C) The gesturing smoker is a burn threat.  Yes, this has happened to me.  I have been burned by a smoker gesturing with her cigarette.  Not fun.  Oh, and yes, I've been yelled at for putting out the cigarette---with the flesh of my arm! 

Did I mention that this is a society?  People!

Sunday, March 20, 2011

Tip: If You Are a Driver

If you are driving a motor vehicle and happen to see a runner waiting to cross the street, please abide by the following guidelines:

1) If you do not have a stop sign or red light, please do not stop traffic to let the runner go.  She most likely is an experienced street crosser and will wait for traffic to clear.  By stopping traffic, you are, not only pissing off the people behind you, but also putting the runner in danger. Most likely, the traffic on the other side of the street will not see the runner, so she will get hit by traffic going the other direction.  Or the people behind you, that you've stopped, will try to zoom around you, squashing said runner.  Just please drive on. Thank you.

2) If you are approaching a stop sign where a runner has already slowed down or stopped.  Please move through the intersection as quickly and safely as possible.  She has already adjusted her stride to accommodate you going through the intersection. So just go!

3)  If you think it may be a draw at the stop sign or the runner will be getting to the intersection just before you.  Please stop. Let her go.  She is calculating her pace so that she does not miss a stride.  Plus, it's a stop sign.  You're supposed to STOP! Dick.

4)  Always stop at a red light.  The runner will do the same.

Trucks Schmucks . . . There Are Bikes Out There!!

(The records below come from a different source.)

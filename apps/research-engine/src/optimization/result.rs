//! Result types for optimization sweeps.

use std::collections::HashMap;

use serde::{Deserialize, Serialize};

use crate::domain::parameters::ParameterSet;

use super::analysis::SweepAnalysis;

/// Outcome class of one combination inside a sweep.
#[derive(Debug, Clone, Copy, PartialEq, Eq, Serialize, Deserialize)]
#[serde(rename_all = "snake_case")]
pub enum EntryStatus {
    /// Evaluation succeeded and produced the optimization metric.
    Completed,
    /// Evaluation ran but was judged unusable, or the metric was absent.
    Failed,
    /// The evaluator itself raised an error.
    Error,
}

/// One combination's outcome.
///
/// Failed and errored entries carry `optimization_score = -inf` so they never
/// win best-result selection and sort to the bottom of the ranking. Note that
/// `-inf` serializes to JSON `null`.
#[derive(Debug, Clone, Serialize, Deserialize)]
pub struct ResultEntry {
    /// The evaluated parameter assignment.
    pub parameters: ParameterSet,
    /// Metrics returned by the evaluator (may be empty on error).
    pub metrics: HashMap<String, f64>,
    /// Value of the optimization metric, `-inf` unless completed.
    pub optimization_score: f64,
    /// Outcome class.
    pub status: EntryStatus,
    /// Failure description for failed/errored entries.
    #[serde(skip_serializing_if = "Option::is_none")]
    pub error: Option<String>,
}

impl ResultEntry {
    /// A successful evaluation with its metric value.
    #[must_use]
    pub const fn completed(
        parameters: ParameterSet,
        metrics: HashMap<String, f64>,
        optimization_score: f64,
    ) -> Self {
        Self {
            parameters,
            metrics,
            optimization_score,
            status: EntryStatus::Completed,
            error: None,
        }
    }

    /// An in-band evaluation failure.
    #[must_use]
    pub fn failed(
        parameters: ParameterSet,
        metrics: HashMap<String, f64>,
        error: impl Into<String>,
    ) -> Self {
        Self {
            parameters,
            metrics,
            optimization_score: f64::NEG_INFINITY,
            status: EntryStatus::Failed,
            error: Some(error.into()),
        }
    }

    /// An evaluator error.
    #[must_use]
    pub fn errored(parameters: ParameterSet, error: impl Into<String>) -> Self {
        Self {
            parameters,
            metrics: HashMap::new(),
            optimization_score: f64::NEG_INFINITY,
            status: EntryStatus::Error,
            error: Some(error.into()),
        }
    }

    /// Whether this entry is eligible for best-result selection.
    #[must_use]
    pub fn is_successful(&self) -> bool {
        self.status == EntryStatus::Completed
    }
}

/// Held-out validation outcome for the winning combination.
///
/// Reported separately from the sweep and never affects selection.
#[derive(Debug, Clone, Serialize, Deserialize)]
pub struct ValidationOutcome {
    /// Rows in the validation slice.
    pub rows: usize,
    /// Value of the optimization metric on the validation slice, if present.
    pub score: Option<f64>,
    /// Full metrics from the validation run.
    pub metrics: HashMap<String, f64>,
    /// Whether the validation evaluation succeeded.
    pub success: bool,
    /// Failure description when unsuccessful.
    #[serde(skip_serializing_if = "Option::is_none")]
    pub error: Option<String>,
}

/// Complete sweep report, folded into `result_data` on completion.
#[derive(Debug, Clone, Serialize, Deserialize)]
pub struct OptimizationReport {
    /// The metric the sweep optimized.
    pub optimization_metric: String,
    /// Combinations evaluated (full expansion, before the result cap).
    pub total_combinations: usize,
    /// Entries with status `completed`.
    pub successful_runs: usize,
    /// Entries with status `failed` or `error`.
    pub failed_runs: usize,
    /// Winning parameter assignment, absent when nothing succeeded.
    pub best_parameters: Option<ParameterSet>,
    /// Winning score, absent when nothing succeeded.
    pub best_score: Option<f64>,
    /// Full metrics of the winning run.
    pub best_metrics: Option<HashMap<String, f64>>,
    /// Held-out validation of the winner, when a split was requested.
    #[serde(skip_serializing_if = "Option::is_none")]
    pub validation: Option<ValidationOutcome>,
    /// Entries ranked by score descending, capped to bound payload size.
    pub results: Vec<ResultEntry>,
    /// Statistics computed over the complete (uncapped) entry set.
    pub analysis: SweepAnalysis,
}

#[cfg(test)]
mod tests {
    use serde_json::json;

    use crate::domain::parameters::ParamValue;

    use super::*;

    fn params(x: i64) -> ParameterSet {
        let mut set = ParameterSet::new();
        set.insert("x".to_string(), ParamValue::Int(x));
        set
    }

    #[test]
    fn failed_entry_scores_negative_infinity() {
        let entry = ResultEntry::failed(params(2), HashMap::new(), "no trades");
        assert_eq!(entry.status, EntryStatus::Failed);
        assert!(entry.optimization_score.is_infinite());
        assert!(entry.optimization_score.is_sign_negative());
        assert!(!entry.is_successful());
    }

    #[test]
    fn entry_status_serializes_lowercase() {
        let entry = ResultEntry::errored(params(1), "connection reset");
        let value = serde_json::to_value(&entry).unwrap();
        assert_eq!(value["status"], json!("error"));
        // -inf has no JSON representation; serde_json emits null.
        assert_eq!(value["optimization_score"], json!(null));
        assert_eq!(value["error"], json!("connection reset"));
    }

    #[test]
    fn completed_entry_round_trips() {
        let mut metrics = HashMap::new();
        metrics.insert("sharpe".to_string(), 1.8);
        let entry = ResultEntry::completed(params(3), metrics, 1.8);

        let value = serde_json::to_value(&entry).unwrap();
        assert_eq!(value["status"], json!("completed"));
        assert_eq!(value["optimization_score"], json!(1.8));
        assert!(value.get("error").is_none());
    }
}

One of my most recent perilous running moments was as I was running home from the Lakefront Path, having survived 19 of the 20 miles of one of my last long runs before the Marine Corps Marathon.  I was preparing to cross an intersection at which the traffic had a stop sign.  These are usually good for runners, because most drivers will actually stop at these intersections and let you go. Well, there were a lot of cars courteously waiting at the intersection, including a very scary Mack truck.  The truck kept making that deep revving sound, as if he might start accelerating at any moment. So, I was so focused on not becoming a sweaty splotch on the pavement from getting hit by a truck that, as I entered the crosswalk, I did not see the bicycle about to slam into me!  Yes, that's right.  Some beyotch on her bike decided to ignore the rules of the road and use her powers of a-holish-ness to run right into me.  Thinking as quickly as I could, I grabbed onto her handlebars and flung myself over her front tire---hardly missing a stride.  I could not, however, think quickly enough to get the proper swear words out in time.  My cursing went something like this, "What the! . . . Holy! . . . Fuck! . . . Bitch!" As I ran across the street.  The dirty tread mark from her wheel up and down my leg was the only sign of my brush with death.  Imagine what kind of mark the Mack truck would've made.